He said, “You’re pushing really well, but the position of the baby’s head is making it extremely difficult to get down and under your pubic bone. If the baby’s heart rate keeps dropping the way it is, and I can’t get the vacuum on to assist, it could result in an emergency situation. It’s up to you if you’d like to try for a little longer, we can keep going if you want, but if the baby’s heart rate drops that low again we need to consider other options.”

I knew he meant option, singular, there was only one. I sat with that for a minute. Actually, less than a minute. I looked at Matt and said, “I’m done. I can’t keep going. I’d rather throw in the towel now and have time to get ready for surgery than keep pushing and risk it becoming an emergency. I don’t want to have to go under general anesthesia, I don’t want you to miss the birth of our child.”

C-Section Became THE Option

It took me less than a minute to reach the decision, and even less time to be at peace with it. I was so done. I had hit my physical limit and exhausted all my reserves. I knew that if I kept going I was not only risking missing the birth of my child, but also the safety of my child. Matt nodded, and then I looked at the doctor and said, “I’m done. I don’t want to risk it.”

He agreed with me that it was a good decision. I had zero reservations. I didn’t feel like I had failed. I was not sad. I didn’t feel betrayed or pressured. I was honestly so incredibly relieved.

The nurses laid me back down and made me comfortable. It would be about an hour before the OR would be ready. In the meantime they began prepping me for surgery. The clock struck midnight and we knew we’d be having a Saint Patrick’s Day baby.

Finally, at around 12:30am they wheeled me back to the operating room. I was shaking uncontrollably, but I wasn’t cold. My teeth were chattering so loudly, I was worried I might do actual damage to my crown. Pat the anesthesiologist came in to administer my epidural again, and although I didn’t recognize her face, I did recognize her voice. Sweet voice of an angel, that pain relieving goddess. Pat distracted me while the OR buzzed with activity around me.

At one point, I heard the nurse say, “Is that low enough, or should I take care of that?” She was referring to my pubic hair. Hey, I hadn’t planned for this! I cleaned up, you know, like *down* there, but I paid no mind to the top. That’s when I heard clippers buzzing. That nurse took care of it, alright.

I realized days later she basically gave me a pubic mullet, like super short on top, little longer down below. How low did she think my bikini line was?!

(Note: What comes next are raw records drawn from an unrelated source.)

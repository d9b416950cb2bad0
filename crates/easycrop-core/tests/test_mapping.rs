use proptest::prelude::*;

use easycrop_core::error::CropError;
use easycrop_core::geometry::{DisplayGeometry, Point, Size};
use easycrop_core::mapping::{map_to_source_pixels, CropRect, SourceRect};
use easycrop_core::selection::SelectionRect;

fn rect(ax: f32, ay: f32, cx: f32, cy: f32) -> SelectionRect {
    SelectionRect {
        anchor: Point::new(ax, ay),
        current: Point::new(cx, cy),
    }
}

#[test]
fn test_scenario_upscaled_drag() {
    let g = DisplayGeometry::compute(Size::new(800, 600), Size::new(400, 300)).unwrap();
    let s = map_to_source_pixels(&rect(100.0, 100.0, 300.0, 250.0), &g).unwrap();
    assert_eq!(s.as_tuple(), (50, 50, 150, 125));
}

#[test]
fn test_reverse_drag_sorts_axes_independently() {
    let g = DisplayGeometry::compute(Size::new(800, 600), Size::new(400, 300)).unwrap();
    // Drag from bottom-left to top-right.
    let s = map_to_source_pixels(&rect(100.0, 250.0, 300.0, 100.0), &g).unwrap();
    assert_eq!(s.as_tuple(), (50, 50, 150, 125));
}

#[test]
fn test_offset_subtracted() {
    // 400x100 in 800x600: ratio 2, offset (0, 200).
    let g = DisplayGeometry::compute(Size::new(800, 600), Size::new(400, 100)).unwrap();
    let s = map_to_source_pixels(&rect(0.0, 200.0, 800.0, 400.0), &g).unwrap();
    assert_eq!(s.as_tuple(), (0, 0, 400, 100));
}

#[test]
fn test_unclamped_anchor_maps_outside_image() {
    let g = DisplayGeometry::compute(Size::new(800, 600), Size::new(400, 100)).unwrap();
    let s = map_to_source_pixels(&rect(100.0, 50.0, 300.0, 300.0), &g).unwrap();
    assert_eq!(s.as_tuple(), (50, -75, 150, 50));
}

#[test]
fn test_clamped_intersects_image() {
    let s = SourceRect { left: -10, top: -75, right: 150, bottom: 500 };
    let c = s.clamped(Size::new(400, 100));
    assert_eq!(c.as_tuple(), (0, 0, 150, 100));
}

#[test]
fn test_crop_rect_validated_clamps() {
    let s = SourceRect { left: 50, top: -75, right: 150, bottom: 50 };
    let crop = CropRect::validated(&s, Size::new(400, 100)).unwrap();
    assert_eq!(crop, CropRect { x: 50, y: 0, width: 100, height: 50 });
    assert_eq!(crop.to_string(), "100x50 at (50, 0)");
}

#[test]
fn test_crop_rect_zero_area_rejected() {
    let s = SourceRect { left: 20, top: 10, right: 20, bottom: 40 };
    assert!(matches!(
        CropRect::validated(&s, Size::new(100, 100)),
        Err(CropError::EmptySelection)
    ));
}

#[test]
fn test_crop_rect_entirely_outside_rejected() {
    let s = SourceRect { left: 120, top: 10, right: 180, bottom: 40 };
    assert!(matches!(
        CropRect::validated(&s, Size::new(100, 100)),
        Err(CropError::EmptySelection)
    ));
}

#[test]
fn test_degenerate_geometry_rejected() {
    let g = DisplayGeometry::compute(Size::new(0, 0), Size::new(400, 300)).unwrap();
    assert!(matches!(
        map_to_source_pixels(&rect(0.0, 0.0, 1.0, 1.0), &g),
        Err(CropError::DegenerateGeometry { .. })
    ));
}

proptest! {
    #[test]
    fn prop_swap_corners_same_result(
        ax in -100.0f32..1400.0, ay in -100.0f32..900.0,
        cx in -100.0f32..1400.0, cy in -100.0f32..900.0,
        iw in 1u32..4000, ih in 1u32..4000,
    ) {
        let g = DisplayGeometry::compute(Size::new(1280, 800), Size::new(iw, ih)).unwrap();
        let a = map_to_source_pixels(&rect(ax, ay, cx, cy), &g).unwrap();
        let b = map_to_source_pixels(&rect(cx, cy, ax, ay), &g).unwrap();
        prop_assert_eq!(a, b);
        prop_assert!(a.left <= a.right && a.top <= a.bottom);
    }

    #[test]
    fn prop_full_displayed_rect_maps_to_image(
        vw in 1u32..3000, vh in 1u32..3000,
        iw in 1u32..3000, ih in 1u32..3000,
    ) {
        let g = DisplayGeometry::compute(Size::new(vw, vh), Size::new(iw, ih)).unwrap();
        let (min, max) = (g.min(), g.max());
        let s = map_to_source_pixels(&rect(min.x, min.y, max.x, max.y), &g).unwrap();

        prop_assert_eq!((s.left, s.top), (0, 0));
        prop_assert!(s.right <= iw as i64 && s.bottom <= ih as i64);
        // Lost to flooring the displayed size: at most one displayed pixel's worth.
        let tolerance = 1.0 / g.ratio + 1.0;
        prop_assert!(((iw as i64 - s.right) as f64) <= tolerance);
        prop_assert!(((ih as i64 - s.bottom) as f64) <= tolerance);
    }
}
use image::ImageFormat;

/// Encoding every loaded file is rewritten into, and every crop is saved as.
pub const NORMALIZED_FORMAT: ImageFormat = ImageFormat::Png;

/// File extensions (lowercase) picked up when scanning a directory for images.
pub const DEFAULT_IMAGE_EXTENSIONS: &[&str] = &[
    "png", "jpg", "jpeg", "bmp", "gif", "tiff", "tif", "webp",
];

/// Default window size in logical pixels.
pub const DEFAULT_WINDOW_WIDTH: f32 = 1280.0;
pub const DEFAULT_WINDOW_HEIGHT: f32 = 800.0;

/// Selection outline defaults: red, 2 px, dash pattern (2, 2).
pub const DEFAULT_OVERLAY_COLOR: [u8; 3] = [255, 0, 0];
pub const DEFAULT_OVERLAY_STROKE_WIDTH: f32 = 2.0;
pub const DEFAULT_OVERLAY_DASH_LENGTH: f32 = 2.0;
pub const DEFAULT_OVERLAY_GAP_LENGTH: f32 = 2.0;

/// Default key names, as understood by `egui::Key::from_name`.
pub const DEFAULT_KEY_PREVIOUS: &str = "A";
pub const DEFAULT_KEY_NEXT: &str = "D";
pub const DEFAULT_KEY_SAVE: &str = "Space";

/// Directory under the platform config dir holding `config.toml`.
pub const CONFIG_DIR_NAME: &str = "easycrop";
pub const CONFIG_FILE_NAME: &str = "config.toml";
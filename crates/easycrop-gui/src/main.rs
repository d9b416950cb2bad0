mod app;
mod convert;
mod panels;
mod states;

use easycrop_core::config::CropperConfig;

fn main() -> eframe::Result<()> {
    tracing_subscriber::fmt()
        .with_env_filter(
            tracing_subscriber::EnvFilter::from_default_env()
                .add_directive(tracing::Level::INFO.into()),
        )
        .init();

    let config = CropperConfig::load_or_default();

    let options = eframe::NativeOptions {
        viewport: egui::ViewportBuilder::default()
            .with_inner_size([config.window.width, config.window.height])
            .with_min_inner_size([320.0, 240.0])
            .with_drag_and_drop(true)
            .with_title("Image Cropper"),
        ..Default::default()
    };

    eframe::run_native(
        "EasyCrop",
        options,
        Box::new(|_cc| Ok(Box::new(app::CropperApp::new(config)))),
    )
}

There was a bunch of activity below the drape after that, and I started to panic a little because I could feel things. I told Pat, who was up by my head, “Um, is it normal to feel things, should I be feeling things, I feel things!” To which she replied, “What do you feel, honey? They made the incision a few minutes ago.” I don’t know what I thought I felt, but I definitely did not feel the incision, so I figured it was probably safe to say I was numb enough.

Prepped and ready to be dissected!

Then Matt got to come in, he was decked out in full OR garb that was all way too small for him because he is 6’8″. I feel like thirty minutes passed, but it was closer to three minutes before they said, “Alright Dad, do you want to announce the gender or should we?” Matt said he would do it, and they told him to get ready.

“Okay Dad, you can stand up and take a look.”

Side note – I have never seen Matt around immense amounts of blood or anything surgical, but I know he hates needles. A tiny part of me was legitimately worried he might be the giant man that faints in the OR at the sight of his partner being cut open. He did not.

She’s Here!

He stood up and leaned closer to the drape and said, “It’s… a… …. … is that a… it’s a… (OHMYGOD WHAT IS IT?!)… it’s a girl? It’s a girl!”

And at 1:01am on March 17th, 2020, Sela Markie Mandrella was born.

She let the world know it right away by letting out a big, screechy baby squawk (I have since learned that particular cry is reserved for when she is truly pissed off). I looked at Matt and his glasses were fogging up. He was crying, and I was crying, and Sela was crying.

They took her to the isolette, and I think collectively the entire OR staff made some kind of remark about how big she was, but all I could hear was her crying, and the only thing I could see as I strained my neck to look over my shoulder at the isolette was her two giant feet sticking straight up in the air.

My god, those tiny, giant feet. 9 lbs, 3 oz, and 21″ long. Man, am I glad that did not exit my vagina.

THOSE. FEET.

They wrapped her up and handed her to Matt, she was still crying her screechy, squawky baby cry. He turned her head toward my head, and what happened next I knew to be aware of after listening to one particular birth story.

She was crying loudly as Matt put her face near mine and then I said her name for the first time. When she heard my voice, she stopped crying immediately. I said it again and she opened her eyes wide. She knew my voice.

I wanted desperately to hold her, but I was shaking so badly I was scared I would drop her. So Matt held her while they finished putting me back together. It felt like an eternity. Finally we left the OR, Sela in her isolette, me on my gurney, and Matt by my side, at 2am.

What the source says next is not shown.